Council's 2010 to-do list
Tight budget to underscore entire year's goals
Facing a nearly $600 million deficit, the Montgomery County Council has a tough role in 2010. Its nine members will have to make painful budget cuts, enact new legislation and lay the groundwork for Montgomery's economic future all while planning for an election in the fall.
Members have their own agendas, some wildly off the mark, but there are a few broad initiatives that will occupy much of the entire council's time. Here's a look at a handful of them.
Economic development County Council President Nancy Floreen has made economic development her top priority. Her proposal for a new economic development authority should help raise awareness about a boiling-over anxiety among business leaders that the county is slipping behind competitors when it comes to attracting companies (and jobs). However, without a clear focus and the right people in key positions, the proposal will amount to little more than a rebranding of existing efforts. Floreen said she is accepting ideas from the business community as to how the authority could be developed and envisions one similar to agencies in Prince William and Fairfax counties in Northern Virginia. Council member Mike Knapp also plans to introduce some form of a biotech tax credit, which should help attract business. One question is whether these efforts are too late for the eventual recovery.
County/state collaboration Council member Valerie Ervin, chairwoman of the Education Committee, vows to work closely with legislators on reforming the way the state considers waiver requests for its rigid maintenance of effort law, which requires local jurisdictions to fund education at the same level as the previous year. Ervin favors shifting responsibility for those decisions away from the State Department of Education to an entity with more financial expertise. This is an opportunity for the council to demonstrate willingness to cooperate with state leaders and effectiveness in advocating for changes to antiquated funding rules.

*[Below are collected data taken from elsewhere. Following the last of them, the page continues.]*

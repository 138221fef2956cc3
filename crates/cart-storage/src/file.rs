//! Directory-backed storage that survives process restarts.
//!
//! Each key is stored as `<key>.entry` inside a single directory. Writes go
//! to a temporary file in the same directory which is then renamed over the
//! target, so a crash mid-write never leaves a truncated value behind.

use std::fs;
use std::io::{ErrorKind, Write};
use std::path::{Path, PathBuf};

use tempfile::NamedTempFile;

use crate::backend::{BackendError, StorageBackend};

const ENTRY_EXTENSION: &str = "entry";

/// File-per-key storage rooted at a directory.
#[derive(Debug, Clone)]
pub struct FileBackend {
    dir: PathBuf,
    quota: Option<u64>,
}

impl FileBackend {
    /// Open (creating if needed) a storage directory with no size limit.
    ///
    /// # Errors
    ///
    /// Returns [`BackendError::Unavailable`] if the directory cannot be
    /// created or is not a directory.
    pub fn open(dir: impl Into<PathBuf>) -> Result<Self, BackendError> {
        let dir = dir.into();
        fs::create_dir_all(&dir).map_err(|e| {
            BackendError::Unavailable(format!("cannot open {}: {e}", dir.display()))
        })?;

        Ok(Self { dir, quota: None })
    }

    /// Limit the total size of all entries to `bytes`.
    #[must_use]
    pub const fn with_quota(mut self, bytes: u64) -> Self {
        self.quota = Some(bytes);
        self
    }

    /// The storage directory.
    #[must_use]
    pub fn dir(&self) -> &Path {
        &self.dir
    }

    fn entry_path(&self, key: &str) -> Result<PathBuf, BackendError> {
        let valid = !key.is_empty()
            && !key.starts_with('.')
            && key
                .chars()
                .all(|c| c.is_ascii_alphanumeric() || matches!(c, '_' | '-' | '.'));
        if !valid {
            return Err(BackendError::InvalidKey(key.to_owned()));
        }
        Ok(self.dir.join(format!("{key}.{ENTRY_EXTENSION}")))
    }

    /// Bytes used by every entry except `skip`, counting key and value.
    fn usage_excluding(&self, skip: &Path) -> Result<u64, BackendError> {
        let mut total = 0;
        for entry in fs::read_dir(&self.dir)? {
            let path = entry?.path();
            if path == skip || path.extension().is_none_or(|ext| ext != ENTRY_EXTENSION) {
                continue;
            }
            let key_len = path.file_stem().map_or(0, |stem| stem.len() as u64);
            total += key_len + fs::metadata(&path)?.len();
        }
        Ok(total)
    }
}

impl StorageBackend for FileBackend {
    fn get(&self, key: &str) -> Result<Option<String>, BackendError> {
        let path = self.entry_path(key)?;
        match fs::read(&path) {
            Ok(bytes) => String::from_utf8(bytes)
                .map(Some)
                .map_err(|_| BackendError::Undecodable(key.to_owned())),
            Err(e) if e.kind() == ErrorKind::NotFound => Ok(None),
            Err(e) => Err(e.into()),
        }
    }

    fn set(&self, key: &str, value: &str) -> Result<(), BackendError> {
        let path = self.entry_path(key)?;
        let requested = self.usage_excluding(&path)? + (key.len() + value.len()) as u64;

        if let Some(quota) = self.quota.filter(|&quota| requested > quota) {
            return Err(BackendError::QuotaExceeded { requested, quota });
        }

        let write = || -> std::io::Result<()> {
            let mut tmp = NamedTempFile::new_in(&self.dir)?;
            tmp.write_all(value.as_bytes())?;
            tmp.flush()?;
            tmp.as_file().sync_all()?;
            tmp.persist(&path).map_err(|e| e.error)?;
            Ok(())
        };

        write().map_err(|e| match e.kind() {
            // The device itself is full; no configured limit applies.
            ErrorKind::StorageFull => BackendError::QuotaExceeded {
                requested,
                quota: self.quota.unwrap_or(0),
            },
            _ => BackendError::Io(e),
        })
    }

    fn remove(&self, key: &str) -> Result<(), BackendError> {
        let path = self.entry_path(key)?;
        match fs::remove_file(&path) {
            Ok(()) => Ok(()),
            Err(e) if e.kind() == ErrorKind::NotFound => Ok(()),
            Err(e) => Err(e.into()),
        }
    }
}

Growth Two major growth plans are coming up a vote. The White Flint Sector Plan should be ready by February and will outline development, including thousands of homes, for the next 30 years near the White Flint Metro Station. (On a side note, council member Duchy Trachtenberg plans to introduce a bill that would mandate oversight of the implementation of redevelopment projects like White Flint). The more controversial plan is for Gaithersburg West, which could bring tens of thousands of jobs over several decades. Knapp, who serves as chairman of the Planning, Housing and Economic Development Committee, is working feverishly on a memorandum of understanding with Johns Hopkins University that will help clarify Hopkins' plans for a 6.5 million-square-foot biotech campus to expand its existing 38-acre campus in Rockville, which holds 4,000 graduate students and 13 life science companies, as well as the county's acceptable parameters for building density.
Transportation One major development will be the results of a feasibility study on council member Marc Elrich's plan for bus rapid transit. The plan, which Elrich has done a yeoman's work on selling to diverse constituencies, has been lauded as visionary. It would connect dozens of population centers with a network of high-speed buses and reduce vehicle traffic. Once the study is released (toward the end of the year), Elrich will have to work with state planners on implementation. Again, this is an opportunity to see just how effective the county's representatives are in dealing with the folks in Annapolis. Another transportation effort will be a push to reduce the onerous tolls on the InterCounty Connector.
These initiatives would be complex enough on their own, but this is an election year, and council members will have to split time between fundraisers, community events, meetings, and other endeavors, such as reducing criminal recidivism (Phil Andrews), budget planning reform (Elrich) and creating a partnership between the school system and the Department of Health and Human Services (Trachtenberg). Oh yeah, there's that small task of replacing Montgomery County Planning Board chairman Royce Hanson, the iconic public servant whose term expires in June.
The plates are full, the budget is tight and the politics are intense, with several credible challengers already testing the waters one sign of mounting discontent with a council that many view as rudderless and one of weakest in decades.